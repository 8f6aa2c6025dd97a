//! Utility modules shared across the updater.

pub mod progress;

pub use progress::{ProgressBar, ProgressStyle};
//! Updater configuration file.
//!
//! The configuration lives in a single TOML file that the kiosk image ships
//! next to the application or in the user's config directory:
//!
//! - **Linux**: `~/.config/kiosk-updater/config.toml`
//! - **macOS**: `~/Library/Application Support/kiosk-updater/config.toml`
//! - **Windows**: `%APPDATA%\kiosk-updater\config.toml`
//!
//! The location can be overridden with `--config` or the
//! `KIOSK_UPDATER_CONFIG` environment variable. Every field has a default,
//! so a missing file yields a usable (if disabled) configuration.
//!
//! ```toml
//! product_name = "Touch+ software"
//! install_path = "~/touch-plus"
//!
//! [update]
//! enabled = true
//! check_interval = 3600
//!
//! [catalog]
//! type = "http"
//! url = "https://touch-plus.s3.amazonaws.com"
//!
//! [companion]
//! process_name = "daemon_plus"
//! ipc_dir = "/tmp/touch-plus-ipc"
//! ```

use crate::constants::{CONFIG_PATH_ENV, DEFAULT_COMPANION_PROCESS, DEFAULT_REQUEST_TIMEOUT_SECS};
use crate::updater::config::UpdateConfig;
use anyhow::{Context, Result};
use serde::{Deserialize, Serialize};
use std::path::{Path, PathBuf};
use std::time::Duration;
use tokio::fs;

fn default_product_name() -> String {
    "The application".to_string()
}

const fn default_request_timeout() -> u64 {
    DEFAULT_REQUEST_TIMEOUT_SECS
}

/// Top-level updater configuration.
#[derive(Debug, Clone, Serialize, Deserialize, PartialEq, Eq)]
pub struct UpdaterConfig {
    /// Name used in user-facing notifications ("A new version of X is available").
    #[serde(default = "default_product_name")]
    pub product_name: String,

    /// Install directory of the running application.
    ///
    /// When absent, the directory containing the updater executable is used.
    #[serde(default, skip_serializing_if = "Option::is_none")]
    pub install_path: Option<String>,

    /// Timeout applied to every catalog request, in seconds.
    #[serde(default = "default_request_timeout")]
    pub request_timeout: u64,

    /// Update timing and behaviour.
    #[serde(default)]
    pub update: UpdateConfig,

    /// Where updates are published.
    #[serde(default)]
    pub catalog: CatalogConfig,

    /// Companion process that must exit before installing.
    #[serde(default)]
    pub companion: CompanionConfig,
}

impl Default for UpdaterConfig {
    fn default() -> Self {
        Self {
            product_name: default_product_name(),
            install_path: None,
            request_timeout: default_request_timeout(),
            update: UpdateConfig::default(),
            catalog: CatalogConfig::default(),
            companion: CompanionConfig::default(),
        }
    }
}

/// Location of the update catalog.
#[derive(Debug, Clone, Serialize, Deserialize, PartialEq, Eq)]
#[serde(tag = "type", rename_all = "lowercase")]
pub enum CatalogConfig {
    /// S3-compatible bucket reachable over HTTP(S).
    Http {
        /// Bucket endpoint, e.g. `https://bucket.s3.amazonaws.com`.
        url: String,
    },
    /// Directory mirror whose relative paths are the keys.
    Local {
        /// Root directory of the mirror. `~` is expanded.
        path: String,
    },
}

impl Default for CatalogConfig {
    fn default() -> Self {
        Self::Http {
            url: "http://localhost:9000/updates".to_string(),
        }
    }
}

impl CatalogConfig {
    /// Human-readable location for status output.
    #[must_use]
    pub fn location(&self) -> &str {
        match self {
            Self::Http { url } => url,
            Self::Local { path } => path,
        }
    }
}

fn default_process_name() -> String {
    DEFAULT_COMPANION_PROCESS.to_string()
}

fn default_ipc_dir() -> String {
    std::env::temp_dir().join("kiosk-updater-ipc").to_string_lossy().into_owned()
}

/// Companion process settings.
#[derive(Debug, Clone, Serialize, Deserialize, PartialEq, Eq)]
pub struct CompanionConfig {
    /// Name the companion listens under.
    #[serde(default = "default_process_name")]
    pub process_name: String,

    /// Directory used for file-drop signals. `~` is expanded.
    #[serde(default = "default_ipc_dir")]
    pub ipc_dir: String,
}

impl Default for CompanionConfig {
    fn default() -> Self {
        Self {
            process_name: default_process_name(),
            ipc_dir: default_ipc_dir(),
        }
    }
}

impl UpdaterConfig {
    /// Load from the default location, falling back to defaults when the
    /// file does not exist.
    pub async fn load() -> Result<Self> {
        Self::load_with_optional(None).await
    }

    /// Load from `path` if given, otherwise from [`Self::default_path`].
    pub async fn load_with_optional(path: Option<PathBuf>) -> Result<Self> {
        let path = match path {
            Some(path) => path,
            None => Self::default_path()?,
        };
        if path.exists() {
            Self::load_from(&path).await
        } else {
            tracing::debug!("No configuration at {}, using defaults", path.display());
            Ok(Self::default())
        }
    }

    pub async fn load_from(path: &Path) -> Result<Self> {
        let content = fs::read_to_string(path)
            .await
            .with_context(|| format!("Failed to read configuration from {}", path.display()))?;

        toml::from_str(&content)
            .with_context(|| format!("Failed to parse configuration from {}", path.display()))
    }

    pub async fn save_to(&self, path: &Path) -> Result<()> {
        if let Some(parent) = path.parent() {
            fs::create_dir_all(parent).await.with_context(|| {
                format!("Failed to create config directory: {}", parent.display())
            })?;
        }

        let content = toml::to_string_pretty(self).context("Failed to serialize configuration")?;

        fs::write(path, content)
            .await
            .with_context(|| format!("Failed to write configuration to {}", path.display()))
    }

    /// Default configuration file path.
    ///
    /// `KIOSK_UPDATER_CONFIG` takes precedence over the platform config dir.
    pub fn default_path() -> Result<PathBuf> {
        if let Ok(path) = std::env::var(CONFIG_PATH_ENV) {
            return Ok(PathBuf::from(path));
        }

        let config_dir = dirs::config_dir()
            .ok_or_else(|| anyhow::anyhow!("Unable to determine configuration directory"))?;

        Ok(config_dir.join("kiosk-updater").join("config.toml"))
    }

    /// Resolve the install directory.
    ///
    /// `override_path` (from the command line) wins over the file; without
    /// either, the directory of the running executable is used.
    pub fn resolve_install_path(&self, override_path: Option<&Path>) -> Result<PathBuf> {
        if let Some(path) = override_path {
            return Ok(path.to_path_buf());
        }

        if let Some(path) = &self.install_path {
            return expand_path(path);
        }

        let exe = std::env::current_exe().context("Failed to locate the running executable")?;
        exe.parent()
            .map(Path::to_path_buf)
            .ok_or_else(|| anyhow::anyhow!("Executable {} has no parent directory", exe.display()))
    }

    /// Companion IPC directory with `~` expanded.
    pub fn ipc_dir(&self) -> Result<PathBuf> {
        expand_path(&self.companion.ipc_dir)
    }

    #[must_use]
    pub const fn request_timeout(&self) -> Duration {
        Duration::from_secs(self.request_timeout)
    }

    /// Example configuration written by `kiosk-updater config --init`.
    #[must_use]
    pub fn init_example() -> Self {
        Self {
            product_name: "Touch+ software".to_string(),
            install_path: Some("~/touch-plus".to_string()),
            catalog: CatalogConfig::Http {
                url: "https://touch-plus.s3.amazonaws.com".to_string(),
            },
            update: UpdateConfig {
                enabled: true,
                ..UpdateConfig::default()
            },
            ..Self::default()
        }
    }
}

/// Expand `~` and environment variables in a configured path.
pub fn expand_path(path: &str) -> Result<PathBuf> {
    let expanded = shellexpand::full(path)
        .with_context(|| format!("Failed to expand path '{path}'"))?;
    Ok(PathBuf::from(expanded.as_ref()))
}

#[cfg(test)]
mod tests {
    use super::*;
    use serial_test::serial;
    use tempfile::TempDir;

    #[tokio::test]
    async fn test_missing_file_yields_defaults() {
        let temp = TempDir::new().unwrap();
        let config = UpdaterConfig::load_with_optional(Some(temp.path().join("absent.toml")))
            .await
            .unwrap();
        assert_eq!(config, UpdaterConfig::default());
        assert!(!config.update.enabled);
    }

    #[tokio::test]
    async fn test_save_load_roundtrip_of_example() {
        let temp = TempDir::new().unwrap();
        let path = temp.path().join("nested").join("config.toml");

        let config = UpdaterConfig::init_example();
        config.save_to(&path).await.unwrap();

        let loaded = UpdaterConfig::load_from(&path).await.unwrap();
        assert_eq!(loaded, config);
    }

    #[tokio::test]
    async fn test_partial_file_fills_defaults() {
        let temp = TempDir::new().unwrap();
        let path = temp.path().join("config.toml");
        tokio::fs::write(
            &path,
            r#"
[catalog]
type = "local"
path = "/srv/mirror"

[update]
enabled = true
"#,
        )
        .await
        .unwrap();

        let config = UpdaterConfig::load_from(&path).await.unwrap();
        assert_eq!(
            config.catalog,
            CatalogConfig::Local {
                path: "/srv/mirror".to_string()
            }
        );
        assert!(config.update.enabled);
        assert_eq!(config.update.check_interval, 3600);
        assert_eq!(config.companion.process_name, "daemon_plus");
        assert_eq!(config.request_timeout, 30);
    }

    #[tokio::test]
    async fn test_invalid_toml_is_an_error() {
        let temp = TempDir::new().unwrap();
        let path = temp.path().join("config.toml");
        tokio::fs::write(&path, "update = [").await.unwrap();

        let err = UpdaterConfig::load_from(&path).await.unwrap_err();
        assert!(err.to_string().contains("Failed to parse configuration"));
    }

    #[test]
    fn test_install_path_override_wins() {
        let config = UpdaterConfig {
            install_path: Some("/opt/app".to_string()),
            ..UpdaterConfig::default()
        };
        let resolved = config.resolve_install_path(Some(Path::new("/tmp/other"))).unwrap();
        assert_eq!(resolved, PathBuf::from("/tmp/other"));

        let resolved = config.resolve_install_path(None).unwrap();
        assert_eq!(resolved, PathBuf::from("/opt/app"));
    }

    #[test]
    #[serial]
    fn test_tilde_is_expanded() {
        let expanded = expand_path("~/kiosk").unwrap();
        assert!(!expanded.to_string_lossy().starts_with('~'));
        assert!(expanded.ends_with("kiosk"));
    }

    #[test]
    #[serial]
    fn test_environment_variable_is_expanded() {
        const VAR: &str = "KIOSK_UPDATER_TEST_ROOT";
        // SAFETY: every test that touches the environment is serialized.
        unsafe { std::env::set_var(VAR, "/srv/kiosk") };
        let expanded = expand_path("$KIOSK_UPDATER_TEST_ROOT/ipc");
        unsafe { std::env::remove_var(VAR) };

        assert_eq!(expanded.unwrap(), PathBuf::from("/srv/kiosk/ipc"));
    }

    #[test]
    #[serial]
    fn test_unset_variable_is_an_error() {
        assert!(expand_path("$KIOSK_UPDATER_UNSET_FOR_TESTS/ipc").is_err());
    }
}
----------------------------------------
▸ **Problem to solve**: Stop at the line containing "The location can". Please print exactly every line before it from the start of the records, plus that line itself, and nothing else.

▸ **Task response**:
repository 8f6aa2c6025dd97a
//! Utility modules shared across the updater.

pub mod progress;

pub use progress::{ProgressBar, ProgressStyle};
//! Updater configuration file.
//!
//! The configuration lives in a single TOML file that the kiosk image ships
//! next to the application or in the user's config directory:
//!
//! - **Linux**: `~/.config/kiosk-updater/config.toml`
//! - **macOS**: `~/Library/Application Support/kiosk-updater/config.toml`
//! - **Windows**: `%APPDATA%\kiosk-updater\config.toml`
//!
//! The location can be overridden with `--config` or the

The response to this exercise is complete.